# RIP Sam I Am (Sammy)



## gentle giants (Jul 29, 2008)

I know many of you have seen my post in the Infirmary about Sammy being ill. I think I can handle posting here now, I just didn't feel I could handle it in the first couple of days.

On Wednesday evening, July 23, Sammy very abruptly became ill. We discovered that he had a large mass in his chest that was compressing his lungs and making breathing difficult. Unfortunatly, it grew so fast that on Thursday evening, despite being on oxygen and all the vet's efforts, he passed over the Bridge. 

Sammy was born here on my place November 6 2005, the son of Bang's Benjamin and Russell's Lacey. He was a timid soul, who appreciated having his face rubbed so long as you weren't picking him up and carrying him around. He lived for food, coming in with a treat in hand would have him almost literaly climbing up my chest. He looked very much like his father Ben, who I lost earlier this year. It feels almost like losing Ben all over again, because when I lost him I thought, at least I still have his son. Now the only Flemish I have left is Big Mama, and even though I have a lot of other rabbits, it still feels empty without my big grey bunnies. A friend of mine went with me to pick Sammy up from the vet's office, I was unable to drive. I felt bad for Dr. Drake too, he was there until something like 8:30 that night, what with Sammy and another couple that had to pts their 13 year old cat.


----------



## Luvmyzoocrew (Jul 29, 2008)

:rainbow: :cry4:


----------



## FallingStar (Jul 29, 2008)

I'm so sorry about Sam. :cry4:He was such a handsome boy. 
:rainbow:Binky Free Sam. ink iris:


----------



## slavetoabunny (Jul 29, 2008)

I'm so sorry you lost your handsome Sammy. I know he will be missed. :rainbow:

Binky free Sammy. :rip:


----------



## polly (Jul 30, 2008)

I am so sorry Myra


----------



## tonyshuman (Jul 30, 2008)

I'm so sorry. You've been through so much. It must be very hard to not have that big beautiful bunny run at you for treats anymore.

Binky free, Sammy

:rainbow:


----------



## dootsmom (Jul 30, 2008)

By the edge of a woods, at the foot of a hill,
Is a lush, green meadow where time stands still.
Where the friends of man and woman do run,
When their time on earth is over and done.
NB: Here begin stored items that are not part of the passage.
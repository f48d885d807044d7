//! Budget history
//!
//! Wraps the periods handed over by the history store. Periods are sorted by
//! creation time on construction so every series read from a [`History`] is
//! oldest first.

use std::collections::HashSet;
use std::fs::File;
use std::io::{BufReader, Read};
use std::path::Path;

use serde_json::Value;
use sha2::{Digest, Sha256};

use crate::error::{Error, Result};
use crate::models::{BudgetPeriod, CategoryMatch};
use crate::totals::{compute_totals, Metric, Totals};

/// Chronologically ordered budget periods
#[derive(Debug, Clone, Default, PartialEq)]
pub struct History {
    periods: Vec<BudgetPeriod>,
}

impl History {
    /// Build a history, sorting by `created` ascending.
    ///
    /// The sort is stable: periods with equal timestamps keep input order.
    pub fn new(mut periods: Vec<BudgetPeriod>) -> Self {
        periods.sort_by_key(|p| p.created);
        Self { periods }
    }

    /// Parse a bare array of periods or an object with a `periods` key
    pub fn from_json_str(json: &str) -> Result<Self> {
        Self::from_value(serde_json::from_str(json)?)
    }

    pub fn from_reader<R: Read>(reader: R) -> Result<Self> {
        Self::from_value(serde_json::from_reader(reader)?)
    }

    fn from_value(value: Value) -> Result<Self> {
        let entries = match value {
            Value::Array(entries) => entries,
            Value::Object(mut map) => match map.remove("periods") {
                Some(Value::Array(entries)) => entries,
                _ => {
                    return Err(Error::InvalidData(
                        "expected a `periods` array in history object".to_string(),
                    ))
                }
            },
            _ => {
                return Err(Error::InvalidData(
                    "expected an array of periods or an object with a `periods` key".to_string(),
                ))
            }
        };

        let periods = entries
            .into_iter()
            .enumerate()
            .map(|(index, entry)| decode_period(index, entry))
            .collect::<Result<Vec<_>>>()?;

        Ok(Self::new(periods))
    }

    /// Load a history export from disk
    pub fn load(path: &Path) -> Result<Self> {
        if !path.exists() {
            return Err(Error::NotFound(format!(
                "history file {}",
                path.display()
            )));
        }

        let file = File::open(path)?;
        let history = Self::from_reader(BufReader::new(file))?;
        tracing::info!(
            path = %path.display(),
            periods = history.len(),
            "Loaded budget history"
        );
        Ok(history)
    }

    pub fn periods(&self) -> &[BudgetPeriod] {
        &self.periods
    }

    pub fn len(&self) -> usize {
        self.periods.len()
    }

    pub fn is_empty(&self) -> bool {
        self.periods.is_empty()
    }

    /// Most recent period
    pub fn latest(&self) -> Option<&BudgetPeriod> {
        self.periods.last()
    }

    /// Period immediately before the latest
    pub fn previous(&self) -> Option<&BudgetPeriod> {
        self.periods.len().checked_sub(2).map(|i| &self.periods[i])
    }

    pub fn find(&self, id: &str) -> Option<&BudgetPeriod> {
        self.periods.iter().find(|p| p.id == id)
    }

    /// Totals for every period, oldest first
    pub fn totals(&self) -> Vec<Totals> {
        self.periods.iter().map(compute_totals).collect()
    }

    /// Values of `metric` for every period, oldest first
    pub fn series(&self, metric: Metric) -> Vec<f64> {
        self.periods
            .iter()
            .map(|p| metric.value(&compute_totals(p)))
            .collect()
    }

    /// Distinct category keys across all periods, in first-seen order
    pub fn category_keys(&self, strategy: CategoryMatch) -> Vec<String> {
        let mut seen = HashSet::new();
        let mut keys = Vec::new();

        for category in self.periods.iter().flat_map(|p| p.expenses.iter()) {
            let key = strategy.key_for(category);
            if seen.insert(key) {
                keys.push(key.to_string());
            }
        }

        keys
    }

    /// `spent` series for one category, 0 for periods where it is absent
    pub fn category_series(&self, key: &str, strategy: CategoryMatch) -> Vec<f64> {
        self.periods
            .iter()
            .map(|p| p.spent_in(key, strategy))
            .collect()
    }

    /// Most recent name used for a category key
    pub fn category_name(&self, key: &str, strategy: CategoryMatch) -> String {
        self.periods
            .iter()
            .rev()
            .flat_map(|p| p.expenses.iter())
            .find(|c| strategy.key_for(c) == key)
            .map(|c| c.name.clone())
            .unwrap_or_else(|| key.to_string())
    }

    /// SHA-256 over the sorted periods, usable as a memoization key
    pub fn fingerprint(&self) -> Result<String> {
        let bytes = serde_json::to_vec(&self.periods)?;
        let mut hasher = Sha256::new();
        hasher.update(&bytes);
        Ok(hex::encode(hasher.finalize()))
    }
}

/// Decode one period, naming it in the error so a bad entry can be found
fn decode_period(index: usize, entry: Value) -> Result<BudgetPeriod> {
    let id = entry
        .get("id")
        .and_then(Value::as_str)
        .map(str::to_string);

    serde_json::from_value(entry).map_err(|e| {
        let which = match id {
            Some(id) => format!("period {} (id {})", index, id),
            None => format!("period {}", index),
        };
        Error::InvalidData(format!("{}: {}", which, e))
    })
}

impl From<Vec<BudgetPeriod>> for History {
    fn from(periods: Vec<BudgetPeriod>) -> Self {
        Self::new(periods)
    }
}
For here, between this world and the next,
Is a place where each beloved creature finds rest.
On this golden land, they wait and they play,
Till the Rainbow Bridge they cross over one day.

No more do they suffer, in pain or in sadness,
For here they are whole, their lives filled with gladness.
Their limbs are restored, their health renewed,
Their bodies have healed, with strength imbued.

They romp through the grass, without even a care,
Until one day they start, and sniff at the air.
All ears prick forward, eyes dart front and back,
Then all of a sudden, one breaks from the pack.

For just at that instant, their eyes have met;
Together again, both person and pet.
So they run to each other, these friends from long past,
The time of their parting is over at last.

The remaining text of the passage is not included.